[Saved data entries]
[Start of section]

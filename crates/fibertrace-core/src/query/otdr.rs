//! OTDR distance-to-event resolution over traced paths.

use serde::Serialize;
use tracing::debug;

use crate::errors::{FiberError, FiberResult};
use crate::models::{BoxId, CableEnd, CableId, Coordinate, Endpoint, FiberRef};
use crate::query::adjacency::LinkKind;
use crate::query::guards::validate_probe_distance;
use crate::query::tracer::{Hop, PathTracer, StartPoint, Terminal, TraceLimit, TracePath};
use crate::store::snapshot::TopologySnapshot;

/// Where a probe distance lands.
#[derive(Clone, Debug, PartialEq, Serialize)]
#[serde(tag = "event", rename_all = "snake_case")]
pub enum OtdrResult {
    /// Inside a cable, `length_left_m` meters from the end the pulse entered.
    InCable {
        cable: CableId,
        fiber: FiberRef,
        entered_at: CableEnd,
        length_left_m: f64,
        point: Option<Coordinate>,
    },
    SplicedJunction {
        #[serde(rename = "box")]
        box_id: BoxId,
        /// Every crossing between the two cables, in order.
        events: Vec<LinkKind>,
        distance_m: f64,
    },
    NotSpliced {
        #[serde(rename = "box")]
        box_id: BoxId,
        port: Endpoint,
        distance_m: f64,
    },
    EquipmentConnection {
        #[serde(rename = "box")]
        box_id: BoxId,
        port: Endpoint,
        distance_m: f64,
    },
    OpenEnd {
        cable: CableId,
        fiber: FiberRef,
        distance_m: f64,
    },
    DistanceExceedsNetwork { max_reachable_m: f64 },
    DistanceExceedsLength { cable: CableId, max_reachable_m: f64 },
    MaxDepthReached {
        partial_path: Vec<Hop>,
        traversed_m: f64,
    },
}

#[derive(Clone, Debug, PartialEq, Serialize)]
pub struct OtdrReport {
    pub distance_m: f64,
    /// One entry per traced branch, identical outcomes collapsed.
    pub results: Vec<OtdrResult>,
    pub truncated: bool,
}

impl OtdrReport {
    /// The only result of an unbranched probe.
    pub fn single(&self) -> Option<&OtdrResult> {
        match self.results.as_slice() {
            [only] => Some(only),
            _ => None,
        }
    }
}

/// `traceOtdr`: locate the event `distance_m` meters from the probe origin.
pub fn trace_otdr(
    snapshot: &TopologySnapshot,
    start: &StartPoint,
    distance_m: f64,
) -> FiberResult<OtdrReport> {
    let distance_m = validate_probe_distance(distance_m)?;
    let epsilon = snapshot.config().boundary_epsilon_m;
    let trace = PathTracer::new(snapshot)
        .with_limit(TraceLimit::Distance(distance_m))
        .trace(start)?;

    let mut results: Vec<OtdrResult> = Vec::with_capacity(trace.paths.len());
    for path in &trace.paths {
        let result = resolve_path(path, distance_m, epsilon);
        if !results.contains(&result) {
            results.push(result);
        }
    }
    debug!(
        distance_m,
        branches = trace.paths.len(),
        results = results.len(),
        "otdr probe resolved"
    );
    Ok(OtdrReport {
        distance_m,
        results,
        truncated: trace.truncated,
    })
}

/// Walk the cable hops of one branch, consuming `distance_m`.
pub fn resolve_path(path: &TracePath, distance_m: f64, epsilon: f64) -> OtdrResult {
    let mut remaining = distance_m;
    for (i, hop) in path.hops.iter().enumerate() {
        let Hop::Cable {
            cable,
            fiber,
            entered_at,
            start_m,
            length_m,
            ..
        } = hop
        else {
            continue;
        };
        if (remaining - length_m).abs() <= epsilon {
            return boundary(path, i + 1, start_m + length_m);
        }
        if remaining < *length_m {
            return OtdrResult::InCable {
                cable: cable.clone(),
                fiber: fiber.clone(),
                entered_at: *entered_at,
                length_left_m: remaining,
                point: None,
            };
        }
        remaining -= length_m;
    }
    match &path.terminal {
        Terminal::MaxDepthReached => OtdrResult::MaxDepthReached {
            partial_path: path.hops.clone(),
            traversed_m: path.distance_m,
        },
        _ => OtdrResult::DistanceExceedsNetwork {
            max_reachable_m: path.distance_m,
        },
    }
}

/// Classify the far end of a cable: junction if another cable follows,
/// otherwise the branch terminal.
fn boundary(path: &TracePath, next: usize, at_m: f64) -> OtdrResult {
    let rest = &path.hops[next..];
    let crossings: Vec<(&BoxId, LinkKind)> = rest
        .iter()
        .map_while(|hop| match hop {
            Hop::Junction { box_id, event, .. } => Some((box_id, *event)),
            Hop::Cable { .. } => None,
        })
        .collect();
    let continues = rest.len() > crossings.len();
    if continues {
        if let Some((box_id, _)) = crossings.first() {
            return OtdrResult::SplicedJunction {
                box_id: (*box_id).clone(),
                events: crossings.iter().map(|(_, kind)| *kind).collect(),
                distance_m: at_m,
            };
        }
    }
    match &path.terminal {
        Terminal::OpenEnd { cable, fiber } => OtdrResult::OpenEnd {
            cable: cable.clone(),
            fiber: fiber.clone(),
            distance_m: at_m,
        },
        Terminal::NotSpliced { box_id, port } => OtdrResult::NotSpliced {
            box_id: box_id.clone(),
            port: port.clone(),
            distance_m: at_m,
        },
        Terminal::EquipmentConnection { box_id, port } => OtdrResult::EquipmentConnection {
            box_id: box_id.clone(),
            port: port.clone(),
            distance_m: at_m,
        },
        Terminal::MaxDepthReached => OtdrResult::MaxDepthReached {
            partial_path: path.hops.clone(),
            traversed_m: path.distance_m,
        },
        Terminal::DistanceLimit => match crossings.first() {
            Some((box_id, _)) => OtdrResult::SplicedJunction {
                box_id: (*box_id).clone(),
                events: crossings.iter().map(|(_, kind)| *kind).collect(),
                distance_m: at_m,
            },
            None => OtdrResult::DistanceExceedsNetwork {
                max_reachable_m: path.distance_m,
            },
        },
    }
}

/// Fill in the interpolated location of an in-cable result.
fn locate(snapshot: &TopologySnapshot, result: OtdrResult) -> FiberResult<OtdrResult> {
    match result {
        OtdrResult::InCable {
            cable,
            fiber,
            entered_at,
            length_left_m,
            ..
        } => {
            let point = snapshot
                .require_cable(&cable)?
                .point_at(entered_at, length_left_m);
            Ok(OtdrResult::InCable {
                cable,
                fiber,
                entered_at,
                length_left_m,
                point,
            })
        }
        other => Ok(other),
    }
}

/// Single-cable lookup: `distance_m` meters along `fiber` from `from_end`.
/// The far end itself still counts as inside the cable.
pub fn locate_on_cable(
    snapshot: &TopologySnapshot,
    fiber: &FiberRef,
    from_end: CableEnd,
    distance_m: f64,
) -> FiberResult<OtdrResult> {
    let distance_m = validate_probe_distance(distance_m)?;
    let cable = snapshot.require_cable(&fiber.cable)?;
    if !cable.has_fiber(fiber) {
        return Err(FiberError::FiberNotFound(fiber.to_string()));
    }
    if distance_m > cable.length_m + snapshot.config().boundary_epsilon_m {
        return Ok(OtdrResult::DistanceExceedsLength {
            cable: cable.id.clone(),
            max_reachable_m: cable.length_m,
        });
    }
    let length_left_m = distance_m.min(cable.length_m);
    Ok(OtdrResult::InCable {
        cable: cable.id.clone(),
        fiber: fiber.clone(),
        entered_at: from_end,
        length_left_m,
        point: cable.point_at(from_end, length_left_m),
    })
}

/// [`trace_otdr`] with in-cable results located on the cable geometry.
pub fn trace_otdr_located(
    snapshot: &TopologySnapshot,
    start: &StartPoint,
    distance_m: f64,
) -> FiberResult<OtdrReport> {
    let report = trace_otdr(snapshot, start, distance_m)?;
    let results = report
        .results
        .into_iter()
        .map(|result| locate(snapshot, result))
        .collect::<FiberResult<Vec<_>>>()?;
    Ok(OtdrReport { results, ..report })
}

#[cfg(test)]
mod tests {
    use super::*;
    use crate::testing::{build, lat_at, pop_to_onts, splice_loop, splitter_fanout, two_cable_cto};

    fn from_c1_start() -> StartPoint {
        StartPoint::fiber("c1", 1, 1, CableEnd::To)
    }

    #[test]
    fn test_boundary_exactness_reports_junction() {
        let snapshot = build(two_cable_cto());
        let report = trace_otdr_located(&snapshot, &from_c1_start(), 500.0).unwrap();
        assert_eq!(
            report.single(),
            Some(&OtdrResult::SplicedJunction {
                box_id: "cto-1".into(),
                events: vec![LinkKind::Fusion],
                distance_m: 500.0,
            })
        );
        let near = trace_otdr(&snapshot, &from_c1_start(), 500.005).unwrap();
        assert!(matches!(near.single(), Some(OtdrResult::SplicedJunction { .. })));
    }

    #[test]
    fn test_in_cable_700m_scenario() {
        let snapshot = build(two_cable_cto());
        let report = trace_otdr_located(&snapshot, &from_c1_start(), 700.0).unwrap();
        let Some(OtdrResult::InCable {
            cable,
            entered_at,
            length_left_m,
            point: Some(point),
            ..
        }) = report.single()
        else {
            panic!("expected located in-cable result, got {report:?}");
        };
        assert_eq!(cable, "c2");
        assert_eq!(*entered_at, CableEnd::From);
        assert!((length_left_m - 200.0).abs() < 1e-9);
        assert!((point.lat - lat_at(700.0)).abs() < 1e-9);
        assert_eq!(point.lng, 0.0);
    }

    #[test]
    fn test_distance_exceeds_network() {
        let snapshot = build(two_cable_cto());
        let report = trace_otdr(&snapshot, &from_c1_start(), 1100.0).unwrap();
        assert_eq!(
            report.single(),
            Some(&OtdrResult::DistanceExceedsNetwork {
                max_reachable_m: 1000.0
            })
        );
    }

    #[test]
    fn test_full_length_hits_open_end_in_both_directions() {
        let snapshot = build(two_cable_cto());
        let forward = trace_otdr(&snapshot, &from_c1_start(), 1000.0).unwrap();
        let Some(OtdrResult::OpenEnd { cable, distance_m, .. }) = forward.single() else {
            panic!("expected open end, got {forward:?}");
        };
        assert_eq!(cable, "c2");

        let back = trace_otdr(&snapshot, &StartPoint::fiber("c2", 1, 1, CableEnd::From), 1000.0)
            .unwrap();
        let Some(OtdrResult::OpenEnd {
            cable: back_cable,
            distance_m: back_distance,
            ..
        }) = back.single()
        else {
            panic!("expected open end, got {back:?}");
        };
        assert_eq!(back_cable, "c1");
        assert!((distance_m - back_distance).abs() < 1e-9);
    }

    #[test]
    fn test_unspliced_fiber_boundary() {
        let snapshot = build(two_cable_cto());
        let report = trace_otdr(&snapshot, &StartPoint::fiber("c1", 1, 2, CableEnd::To), 500.0)
            .unwrap();
        assert!(matches!(
            report.single(),
            Some(OtdrResult::NotSpliced { box_id, distance_m, .. })
                if box_id == "cto-1" && *distance_m == 500.0
        ));
    }

    #[test]
    fn test_fanout_reports_each_branch() {
        let snapshot = build(pop_to_onts());
        let start = StartPoint::port(
            "pop-1",
            Endpoint::Olt {
                olt: "o1".into(),
                pon: 1,
            },
        );
        let report = trace_otdr(&snapshot, &start, 2100.0).unwrap();
        assert_eq!(report.results.len(), 2);
        assert!(matches!(
            &report.results[0],
            OtdrResult::EquipmentConnection { box_id, .. } if box_id == "ont-1"
        ));
        assert!(matches!(
            &report.results[1],
            OtdrResult::InCable { cable, length_left_m, .. }
                if cable == "drop-2" && (*length_left_m - 100.0).abs() < 1e-9
        ));
    }

    #[test]
    fn test_identical_branch_outcomes_collapse() {
        let snapshot = build(splitter_fanout());
        let report = trace_otdr(&snapshot, &StartPoint::fiber("feeder", 1, 1, CableEnd::To), 400.0)
            .unwrap();
        assert_eq!(report.results.len(), 1);

        let report = trace_otdr(&snapshot, &StartPoint::fiber("feeder", 1, 1, CableEnd::To), 1000.0)
            .unwrap();
        assert_eq!(report.results.len(), 8);
        for (k, result) in (1u16..).zip(&report.results) {
            let OtdrResult::SplicedJunction { box_id, events, .. } = result else {
                panic!("expected junction, got {result:?}");
            };
            assert_eq!(box_id, "cto-1");
            assert_eq!(
                events,
                &vec![
                    LinkKind::Fusion,
                    LinkKind::SplitterLeg { leg: k },
                    LinkKind::Fusion
                ]
            );
        }
    }

    #[test]
    fn test_loop_surfaces_max_depth_with_partial_path() {
        let snapshot = build(splice_loop());
        let report = trace_otdr(&snapshot, &StartPoint::fiber("a", 1, 1, CableEnd::To), 1.0e9)
            .unwrap();
        let Some(OtdrResult::MaxDepthReached {
            partial_path,
            traversed_m,
        }) = report.single()
        else {
            panic!("expected depth guard, got {report:?}");
        };
        assert!(!partial_path.is_empty());
        assert!(*traversed_m > 0.0);
        assert!(report.truncated);
    }

    #[test]
    fn test_locate_on_cable() {
        let snapshot = build(two_cable_cto());
        let fiber = FiberRef::new("c2", 1, 1);
        let end = locate_on_cable(&snapshot, &fiber, CableEnd::From, 500.0).unwrap();
        assert!(matches!(end, OtdrResult::InCable { length_left_m, .. } if length_left_m == 500.0));

        let beyond = locate_on_cable(&snapshot, &fiber, CableEnd::From, 620.0).unwrap();
        assert_eq!(
            beyond,
            OtdrResult::DistanceExceedsLength {
                cable: "c2".into(),
                max_reachable_m: 500.0
            }
        );
    }

    #[test]
    fn test_invalid_probe_distance() {
        let snapshot = build(two_cable_cto());
        let err = trace_otdr(&snapshot, &from_c1_start(), -5.0).unwrap_err();
        assert!(matches!(err, FiberError::InvalidProbe(_)));
    }
}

[End of section]

§ EXERCISE INSTRUCTIONS: Scan the records for lines that hold "panic", and reproduce each one you find.

§ REPLY TO THE TASK:
            panic!("expected located in-cable result, got {report:?}");
            panic!("expected open end, got {forward:?}");
            panic!("expected open end, got {back:?}");
                panic!("expected junction, got {result:?}");
            panic!("expected depth guard, got {report:?}");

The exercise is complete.